***** Dataset records

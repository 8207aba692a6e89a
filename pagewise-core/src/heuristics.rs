//! Heuristics applied when assembling output text: duplicate title removal
//! and table of contents detection/stripping

use regex::RegexBuilder;
use std::collections::BTreeSet;

/// Chapter titles that mark front matter
pub const FRONT_MATTER_TITLES: &[&str] = &[
    "INTRODUCTION",
    "TABLE OF CONTENTS",
    "CONTENTS",
    "TOC",
    "ACKNOWLEDGEMENTS",
    "ACKNOWLEDGMENTS",
    "FOREWORD",
    "PREFACE",
];

const HEADING_WORDS: &[&str] = &["chapter", "part", "book", "section", "act"];

/// Only the start of a text is scanned for a title listing
const TOC_SCAN_CHARS: usize = 2000;

/// Standalone title lines needed to call a text a table of contents
const TOC_MIN_MATCHES: usize = 3;

/// Title lines needed before a run is stripped
const STRIP_MIN_ENTRIES: usize = 5;

/// Maximum average line distance between stripped title lines
const STRIP_MAX_DENSITY: f64 = 3.0;

/// Titles longer than this are not treated as listing entries
const STRIP_MAX_TITLE_CHARS: usize = 30;

/// Headings longer than this are never deduplicated by normalized match
const HEADING_MAX_CHARS: usize = 120;

/// Upper-cased book and chapter titles, used to spot title listings
#[derive(Debug, Clone, Default)]
pub struct KnownTitles {
    titles: BTreeSet<String>,
}

impl KnownTitles {
    pub fn new<'a>(
        book_title: Option<&'a str>,
        chapter_titles: impl IntoIterator<Item = &'a str>,
    ) -> Self {
        let titles = book_title
            .into_iter()
            .chain(chapter_titles)
            .map(|title| title.trim().to_uppercase())
            .filter(|title| !title.is_empty())
            .collect();
        Self { titles }
    }

    pub fn is_empty(&self) -> bool {
        self.titles.is_empty()
    }

    pub fn len(&self) -> usize {
        self.titles.len()
    }

    fn contains(&self, upper: &str) -> bool {
        self.titles.contains(upper)
    }

    /// Byte offset in `line` where the longest short title starting it ends,
    /// when a space follows
    fn leading_title_end(&self, line: &str) -> Option<usize> {
        self.titles
            .iter()
            .filter(|title| title.chars().count() < STRIP_MAX_TITLE_CHARS)
            .filter_map(|title| caseless_prefix_len(line, title))
            .filter(|&end| line[end..].starts_with(' '))
            .max()
    }
}

/// Byte length of the prefix of `line` that reads `upper` once upper-cased
///
/// Works per source char, so expanding mappings (`ß` to `SS`) still cut the
/// original text at a char boundary.
fn caseless_prefix_len(line: &str, upper: &str) -> Option<usize> {
    if upper.is_empty() {
        return Some(0);
    }
    let mut wanted = upper.chars();
    for (i, c) in line.char_indices() {
        for u in c.to_uppercase() {
            if wanted.next() != Some(u) {
                return None;
            }
        }
        if wanted.as_str().is_empty() {
            return Some(i + c.len_utf8());
        }
    }
    None
}

/// Whether a chapter title is a front matter keyword
pub fn is_front_matter_title(title: &str) -> bool {
    FRONT_MATTER_TITLES.contains(&title.trim().to_uppercase().as_str())
}

/// Remove the title from the start of `text` when the first line repeats it
///
/// Matching gets progressively looser: the exact line, any case, the title
/// followed by a space or separator punctuation, and finally a comparison of
/// the alphanumeric characters of short heading-like lines.
pub fn remove_duplicate_title(text: &str, title: &str) -> String {
    let title = title.trim();
    if text.is_empty() || title.is_empty() {
        return text.to_string();
    }

    let (first_raw, rest) = match text.split_once('\n') {
        Some((first, rest)) => (first, Some(rest)),
        None => (text, None),
    };
    let first = first_raw.trim();
    let drop_line = || rest.unwrap_or("").to_string();
    let join_remainder = |remainder: &str| {
        let remainder = remainder.trim_start();
        match rest {
            Some(rest) if !remainder.is_empty() => format!("{}\n{}", remainder, rest),
            Some(rest) => rest.to_string(),
            None => remainder.to_string(),
        }
    };

    if first == title || first.to_lowercase() == title.to_lowercase() {
        return drop_line();
    }

    // Title then a space, in any case
    if let Some(end) = caseless_prefix_len(first, &title.to_uppercase()) {
        if first[end..].starts_with(' ') {
            return join_remainder(&first[end..]);
        }
    }

    // Title then separator punctuation ("ONE: The morning...")
    let separated = RegexBuilder::new(&format!(
        r"^{}[\s:\-.,\u{{2013}}\u{{2014}}]+(.+)$",
        regex::escape(title)
    ))
    .case_insensitive(true)
    .build()
    .ok()
    .and_then(|re| re.captures(first).and_then(|c| c.get(1)).map(|m| m.as_str().to_string()));
    if let Some(remainder) = separated {
        return join_remainder(&remainder);
    }

    let normalized_title = normalize(title);
    let normalized_first = normalize(first);
    if normalized_title.is_empty() || normalized_first.is_empty() {
        return text.to_string();
    }
    if normalized_first == normalized_title {
        return drop_line();
    }

    let heading_like = first.chars().count() < HEADING_MAX_CHARS
        && !first.ends_with(['.', '!', '?']);
    if heading_like && normalized_first.starts_with(&normalized_title) {
        let lower = first.to_lowercase();
        if normalized_title.len() >= 3 || HEADING_WORDS.iter().any(|w| lower.starts_with(w)) {
            return drop_line();
        }
    }

    text.to_string()
}

/// Lower-case ASCII alphanumerics only
fn normalize(text: &str) -> String {
    text.to_lowercase()
        .chars()
        .filter(char::is_ascii_alphanumeric)
        .collect()
}

/// Whether text looks like a table of contents or front matter
///
/// True for front matter titles, or when enough standalone lines near the
/// start of the text are known titles.
pub fn is_toc_or_front_matter(text: &str, title: Option<&str>, known: &KnownTitles) -> bool {
    if text.is_empty() {
        return false;
    }
    if title.map(is_front_matter_title).unwrap_or(false) {
        return true;
    }
    if known.is_empty() {
        return false;
    }

    let head: String = text.chars().take(TOC_SCAN_CHARS).collect::<String>().to_uppercase();
    let matches = head
        .lines()
        .filter(|line| known.contains(line.trim()))
        .count();
    matches >= TOC_MIN_MATCHES
}

/// Remove a dense listing of known titles from the text
///
/// Text on the final listing line after its title is kept, as are lines
/// before the listing. Blank lines directly after the listing are dropped.
pub fn strip_toc(text: &str, known: &KnownTitles) -> String {
    if text.is_empty() || known.is_empty() {
        return text.to_string();
    }

    let lines: Vec<&str> = text.split('\n').collect();

    // (line index, byte end of the title when only a prefix of the line matched)
    let mut hits: Vec<(usize, Option<usize>)> = Vec::new();
    for (i, line) in lines.iter().enumerate() {
        let trimmed = line.trim();
        let upper = trimmed.to_uppercase();
        if known.contains(&upper) && upper.chars().count() < STRIP_MAX_TITLE_CHARS {
            hits.push((i, None));
        } else if let Some(end) = known.leading_title_end(trimmed) {
            hits.push((i, Some(end)));
        }
    }

    let (Some(&(first_idx, _)), Some(&(last_idx, last_partial))) = (hits.first(), hits.last())
    else {
        return text.to_string();
    };
    if hits.len() < STRIP_MIN_ENTRIES
        || (last_idx - first_idx) as f64 / hits.len() as f64 >= STRIP_MAX_DENSITY
    {
        return text.to_string();
    }

    let mut result: Vec<String> = lines[..first_idx].iter().map(|l| l.to_string()).collect();

    let mut after: Vec<String> = Vec::new();
    if let Some(title_end) = last_partial {
        let remainder = &lines[last_idx].trim()[title_end..];
        after.push(remainder.trim_start().to_string());
    }
    after.extend(lines[last_idx + 1..].iter().map(|l| l.to_string()));

    result.extend(after.into_iter().skip_while(|line| line.trim().is_empty()));
    result.join("\n")
}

**********

Problem → The answer must be every line of the entries that includes the word "KnownTitles".

Result of the task →
pub struct KnownTitles {
impl KnownTitles {
pub fn is_toc_or_front_matter(text: &str, title: Option<&str>, known: &KnownTitles) -> bool {
pub fn strip_toc(text: &str, known: &KnownTitles) -> String {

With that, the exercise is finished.